Bank Angle sensor by-pass completed.

Pulled the ignition relay (#8) and tested it. The brass and copper prongs read out correctly.

Here's a quick recap from the point it was idling fine on the lift, then it just died and wouldn't start. (1/2 tank gas w/sea foam);
1. B4 I touched anything I turned the key off, then back on and did NOT get the normal 2 second "prime" from the fuel pump. I checked for voltage on the black connector (marked B) for the fuel pump but got NO voltage with key on, hit start button and the engine spins but NO voltage on black connector.

2. The manual says the kill switch could prevent the pump from working, so I tested the kill switch (red connector by fan).
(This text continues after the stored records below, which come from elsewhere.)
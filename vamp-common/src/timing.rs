//! Tick-based timing for sample-accurate loop points
//!
//! Every timestamp on the logical timeline (loop in/out points, playback
//! position, persisted region settings) is an `i64` tick count at
//! 28,224,000 Hz. That rate is the LCM of the common audio sample rates, so
//! a tick value converts to a frame index with zero rounding error and loop
//! points survive save/reload bit-for-bit.
//!
//! # Time Representations
//!
//! 1. **Ticks (internal)**: i64 at 28,224,000 Hz - region storage, positions
//! 2. **Milliseconds (settings)**: fade and patch widths in configuration
//! 3. **Frames (playback)**: usize indices into the decoded track
//! 4. **Seconds (display)**: f64, event payloads and log lines only
//!
//! # Examples
//!
//! ```rust
//! use vamp_common::timing::*;
//!
//! // A loop starting one minute into the track
//! let loop_in = seconds_to_ticks(60.0);
//! assert_eq!(loop_in, 1_693_440_000);
//!
//! // ...lands exactly on frame 2,646,000 of a 44.1 kHz track
//! assert_eq!(ticks_to_samples(loop_in, 44100), 2_646_000);
//!
//! // A 15 ms crossfade is 661 frames at 44.1 kHz
//! assert_eq!(ms_to_samples(15, 44100), 661);
//! ```

/// Tick rate: 28,224,000 Hz
pub const TICK_RATE: i64 = 28_224_000;

/// Ticks per millisecond: 28,224
pub const TICKS_PER_MS: i64 = 28_224;

/// Lookup table for ticks per sample at common sample rates
///
/// | Rate (Hz) | Ticks/Sample |
/// |-----------|--------------|
/// | 8,000     | 3,528        |
/// | 11,025    | 2,560        |
/// | 16,000    | 1,764        |
/// | 22,050    | 1,280        |
/// | 32,000    | 882          |
/// | 44,100    | 640          |
/// | 48,000    | 588          |
/// | 88,200    | 320          |
/// | 96,000    | 294          |
/// | 176,400   | 160          |
/// | 192,000   | 147          |
pub const TICKS_PER_SAMPLE_TABLE: [(u32, i64); 11] = [
    (8000, 3528),
    (11025, 2560),
    (16000, 1764),
    (22050, 1280),
    (32000, 882),
    (44100, 640),
    (48000, 588),
    (88200, 320),
    (96000, 294),
    (176400, 160),
    (192000, 147),
];

/// Convert milliseconds to ticks
///
/// Lossless: every millisecond value lands on a tick boundary.
///
/// ```rust
/// use vamp_common::timing::ms_to_ticks;
///
/// assert_eq!(ms_to_ticks(1), 28_224);
/// assert_eq!(ms_to_ticks(-1000), -28_224_000);
/// ```
pub fn ms_to_ticks(milliseconds: i64) -> i64 {
    milliseconds * TICKS_PER_MS
}

/// Convert ticks to milliseconds using truncating division
///
/// ```rust
/// use vamp_common::timing::ticks_to_ms;
///
/// assert_eq!(ticks_to_ms(28_224), 1);
/// assert_eq!(ticks_to_ms(28_223), 0);
/// ```
pub fn ticks_to_ms(ticks: i64) -> i64 {
    ticks / TICKS_PER_MS
}

/// Convert ticks to a frame count at a given sample rate
///
/// Exact for every rate in [`TICKS_PER_SAMPLE_TABLE`]. Negative tick values
/// clamp to frame 0.
///
/// # Panics
///
/// Panics if `sample_rate` is 0
pub fn ticks_to_samples(ticks: i64, sample_rate: u32) -> usize {
    assert!(sample_rate > 0, "sample_rate must be > 0");

    // Formula: (ticks × sample_rate) ÷ TICK_RATE
    let samples = (ticks.max(0) as i128 * sample_rate as i128) / TICK_RATE as i128;
    samples as usize
}

/// Convert a frame count to ticks at a given sample rate
///
/// ```rust
/// use vamp_common::timing::samples_to_ticks;
///
/// assert_eq!(samples_to_ticks(1, 44100), 640);
/// assert_eq!(samples_to_ticks(44100, 44100), 28_224_000);
/// ```
///
/// # Panics
///
/// Panics if `sample_rate` is 0
pub fn samples_to_ticks(samples: usize, sample_rate: u32) -> i64 {
    assert!(sample_rate > 0, "sample_rate must be > 0");

    (samples as i128 * TICK_RATE as i128 / sample_rate as i128) as i64
}

/// Convert a millisecond window (fade width, patch length) to a frame count
pub fn ms_to_samples(milliseconds: u32, sample_rate: u32) -> usize {
    ticks_to_samples(ms_to_ticks(milliseconds as i64), sample_rate)
}

/// Convert ticks to seconds (f64) for display and event payloads
///
/// ```rust
/// use vamp_common::timing::ticks_to_seconds;
///
/// assert_eq!(ticks_to_seconds(28_224_000), 1.0);
/// ```
pub fn ticks_to_seconds(ticks: i64) -> f64 {
    ticks as f64 / TICK_RATE as f64
}

/// Convert seconds to ticks (rounded to nearest tick)
///
/// ```rust
/// use vamp_common::timing::seconds_to_ticks;
///
/// assert_eq!(seconds_to_ticks(0.5), 14_112_000);
/// assert_eq!(seconds_to_ticks(120.0), 3_386_880_000);
/// ```
pub fn seconds_to_ticks(seconds: f64) -> i64 {
    (seconds * TICK_RATE as f64).round() as i64
}

/// Get ticks per sample for a given sample rate
///
/// Checks the lookup table first, then falls back to division for
/// non-standard rates.
///
/// # Panics
///
/// Panics if `sample_rate` is 0
pub fn ticks_per_sample(sample_rate: u32) -> i64 {
    assert!(sample_rate > 0, "sample_rate must be > 0");

    if let Some(&(_, ticks)) = TICKS_PER_SAMPLE_TABLE
        .iter()
        .find(|(rate, _)| *rate == sample_rate)
    {
        return ticks;
    }

    TICK_RATE / sample_rate as i64
}

/// Snap a tick value down to the nearest frame boundary
///
/// Loop points edited in seconds are snapped before they are stored so
/// the slice boundaries and the stored region agree exactly.
pub fn snap_to_frame(ticks: i64, sample_rate: u32) -> i64 {
    samples_to_ticks(ticks_to_samples(ticks, sample_rate), sample_rate)
}

/// Format ticks as `M:SS.mmm` for log lines
pub fn format_ticks(ticks: i64) -> String {
    let total_ms = ticks_to_ms(ticks.max(0));
    let minutes = total_ms / 60_000;
    let seconds = (total_ms % 60_000) / 1000;
    let millis = total_ms % 1000;
    format!("{}:{:02}.{:03}", minutes, seconds, millis)
}

#[cfg(test)]
#[path = "timing_tests.rs"]
mod tests;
Kill switch tested fine.

3. The manual says the bank angle sensor (BAS) could prevent the pump from working, so i tested the BAS and found it was shot. I by-passed the BAS and checked Relay #8, which is the ignition relay where the BAS wires go. Relay tested fine. I checked fuse 2 (15A) and 11 (15A) and both are good.

I also tried to get the fuel pump to work by jumping the blk/blu to the blk/whi wires at the engine control module (ECM) but got no response at the fuel pump.

I'm back at square one, I'm going to figure out why I'm not getting voltage at the black connector on the gas tank.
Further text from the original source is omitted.